● **What you should do**: Copy the records out again in full, keeping them identical.

● **Information provided**:

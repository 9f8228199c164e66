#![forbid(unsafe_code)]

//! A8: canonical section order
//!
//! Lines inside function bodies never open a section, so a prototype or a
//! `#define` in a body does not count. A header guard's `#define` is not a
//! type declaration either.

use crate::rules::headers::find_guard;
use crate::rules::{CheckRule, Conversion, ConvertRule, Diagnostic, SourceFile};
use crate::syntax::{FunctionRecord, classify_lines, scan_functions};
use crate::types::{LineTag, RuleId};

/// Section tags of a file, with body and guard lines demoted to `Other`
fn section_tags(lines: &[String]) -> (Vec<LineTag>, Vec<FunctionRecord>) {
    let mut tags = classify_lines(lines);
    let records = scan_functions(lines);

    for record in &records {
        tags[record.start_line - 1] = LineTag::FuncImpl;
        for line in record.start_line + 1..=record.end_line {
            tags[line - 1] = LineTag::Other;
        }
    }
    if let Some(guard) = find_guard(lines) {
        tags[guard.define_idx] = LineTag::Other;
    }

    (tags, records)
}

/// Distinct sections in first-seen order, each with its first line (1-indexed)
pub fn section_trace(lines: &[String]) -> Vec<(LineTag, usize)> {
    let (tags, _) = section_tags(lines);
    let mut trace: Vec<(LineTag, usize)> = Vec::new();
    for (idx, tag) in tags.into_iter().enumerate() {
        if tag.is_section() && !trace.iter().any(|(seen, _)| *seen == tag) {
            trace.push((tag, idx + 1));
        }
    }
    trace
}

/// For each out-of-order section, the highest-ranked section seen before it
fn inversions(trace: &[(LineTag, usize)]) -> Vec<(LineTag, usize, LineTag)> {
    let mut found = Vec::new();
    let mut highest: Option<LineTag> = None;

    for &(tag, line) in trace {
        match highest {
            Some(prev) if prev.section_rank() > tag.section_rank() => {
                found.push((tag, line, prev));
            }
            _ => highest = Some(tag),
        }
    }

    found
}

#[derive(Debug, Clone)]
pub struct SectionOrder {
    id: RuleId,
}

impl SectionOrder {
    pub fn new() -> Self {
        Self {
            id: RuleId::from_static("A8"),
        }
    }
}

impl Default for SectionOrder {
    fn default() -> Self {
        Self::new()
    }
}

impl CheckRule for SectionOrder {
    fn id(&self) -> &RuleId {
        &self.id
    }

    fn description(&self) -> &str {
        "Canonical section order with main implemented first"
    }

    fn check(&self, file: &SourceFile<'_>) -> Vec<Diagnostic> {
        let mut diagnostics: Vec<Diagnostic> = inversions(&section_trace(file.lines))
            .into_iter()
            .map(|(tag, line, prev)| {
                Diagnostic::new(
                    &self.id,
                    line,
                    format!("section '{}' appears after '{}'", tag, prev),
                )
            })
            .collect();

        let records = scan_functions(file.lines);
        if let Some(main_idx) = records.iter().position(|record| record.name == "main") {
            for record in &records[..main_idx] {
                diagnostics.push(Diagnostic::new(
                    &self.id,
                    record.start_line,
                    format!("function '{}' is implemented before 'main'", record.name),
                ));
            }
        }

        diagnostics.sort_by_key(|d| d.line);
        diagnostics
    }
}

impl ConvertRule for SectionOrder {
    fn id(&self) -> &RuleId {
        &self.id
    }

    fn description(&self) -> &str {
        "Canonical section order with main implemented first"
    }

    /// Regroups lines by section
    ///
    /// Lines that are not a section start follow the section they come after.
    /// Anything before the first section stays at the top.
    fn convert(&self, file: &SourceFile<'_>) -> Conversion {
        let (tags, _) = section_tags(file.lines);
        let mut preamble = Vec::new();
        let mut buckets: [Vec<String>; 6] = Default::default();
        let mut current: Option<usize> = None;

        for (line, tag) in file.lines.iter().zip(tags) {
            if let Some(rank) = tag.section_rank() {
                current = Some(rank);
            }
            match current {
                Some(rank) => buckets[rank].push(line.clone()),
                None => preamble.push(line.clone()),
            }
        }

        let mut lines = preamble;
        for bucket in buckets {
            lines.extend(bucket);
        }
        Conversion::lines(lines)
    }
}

● **Written solution**:
repository 9f8228199c164e66
#![forbid(unsafe_code)]

//! A8: canonical section order
//!
//! Lines inside function bodies never open a section, so a prototype or a
//! `#define` in a body does not count. A header guard's `#define` is not a
//! type declaration either.

use crate::rules::headers::find_guard;
use crate::rules::{CheckRule, Conversion, ConvertRule, Diagnostic, SourceFile};
use crate::syntax::{FunctionRecord, classify_lines, scan_functions};
use crate::types::{LineTag, RuleId};

/// Section tags of a file, with body and guard lines demoted to `Other`
fn section_tags(lines: &[String]) -> (Vec<LineTag>, Vec<FunctionRecord>) {
    let mut tags = classify_lines(lines);
    let records = scan_functions(lines);

    for record in &records {
        tags[record.start_line - 1] = LineTag::FuncImpl;
        for line in record.start_line + 1..=record.end_line {
            tags[line - 1] = LineTag::Other;
        }
    }
    if let Some(guard) = find_guard(lines) {
        tags[guard.define_idx] = LineTag::Other;
    }

    (tags, records)
}

/// Distinct sections in first-seen order, each with its first line (1-indexed)
pub fn section_trace(lines: &[String]) -> Vec<(LineTag, usize)> {
    let (tags, _) = section_tags(lines);
    let mut trace: Vec<(LineTag, usize)> = Vec::new();
    for (idx, tag) in tags.into_iter().enumerate() {
        if tag.is_section() && !trace.iter().any(|(seen, _)| *seen == tag) {
            trace.push((tag, idx + 1));
        }
    }
    trace
}

/// For each out-of-order section, the highest-ranked section seen before it
fn inversions(trace: &[(LineTag, usize)]) -> Vec<(LineTag, usize, LineTag)> {
    let mut found = Vec::new();
    let mut highest: Option<LineTag> = None;

    for &(tag, line) in trace {
        match highest {
            Some(prev) if prev.section_rank() > tag.section_rank() => {
                found.push((tag, line, prev));
            }
            _ => highest = Some(tag),
        }
    }

    found
}

#[derive(Debug, Clone)]
pub struct SectionOrder {
    id: RuleId,
}

impl SectionOrder {
    pub fn new() -> Self {
        Self {
            id: RuleId::from_static("A8"),
        }
    }
}

impl Default for SectionOrder {
    fn default() -> Self {
        Self::new()
    }
}

impl CheckRule for SectionOrder {
    fn id(&self) -> &RuleId {
        &self.id
    }

    fn description(&self) -> &str {
        "Canonical section order with main implemented first"
    }

    fn check(&self, file: &SourceFile<'_>) -> Vec<Diagnostic> {
        let mut diagnostics: Vec<Diagnostic> = inversions(&section_trace(file.lines))
            .into_iter()
            .map(|(tag, line, prev)| {
                Diagnostic::new(
                    &self.id,
                    line,
                    format!("section '{}' appears after '{}'", tag, prev),
                )
            })
            .collect();

        let records = scan_functions(file.lines);
        if let Some(main_idx) = records.iter().position(|record| record.name == "main") {
            for record in &records[..main_idx] {
                diagnostics.push(Diagnostic::new(
                    &self.id,
                    record.start_line,
                    format!("function '{}' is implemented before 'main'", record.name),
                ));
            }
        }

        diagnostics.sort_by_key(|d| d.line);
        diagnostics
    }
}

impl ConvertRule for SectionOrder {
    fn id(&self) -> &RuleId {
        &self.id
    }

    fn description(&self) -> &str {
        "Canonical section order with main implemented first"
    }

    /// Regroups lines by section
    ///
    /// Lines that are not a section start follow the section they come after.
    /// Anything before the first section stays at the top.
    fn convert(&self, file: &SourceFile<'_>) -> Conversion {
        let (tags, _) = section_tags(file.lines);
        let mut preamble = Vec::new();
        let mut buckets: [Vec<String>; 6] = Default::default();
        let mut current: Option<usize> = None;

        for (line, tag) in file.lines.iter().zip(tags) {
            if let Some(rank) = tag.section_rank() {
                current = Some(rank);
            }
            match current {
                Some(rank) => buckets[rank].push(line.clone()),
                None => preamble.push(line.clone()),
            }
        }

        let mut lines = preamble;
        for bucket in buckets {
            lines.extend(bucket);
        }
        Conversion::lines(lines)
    }
}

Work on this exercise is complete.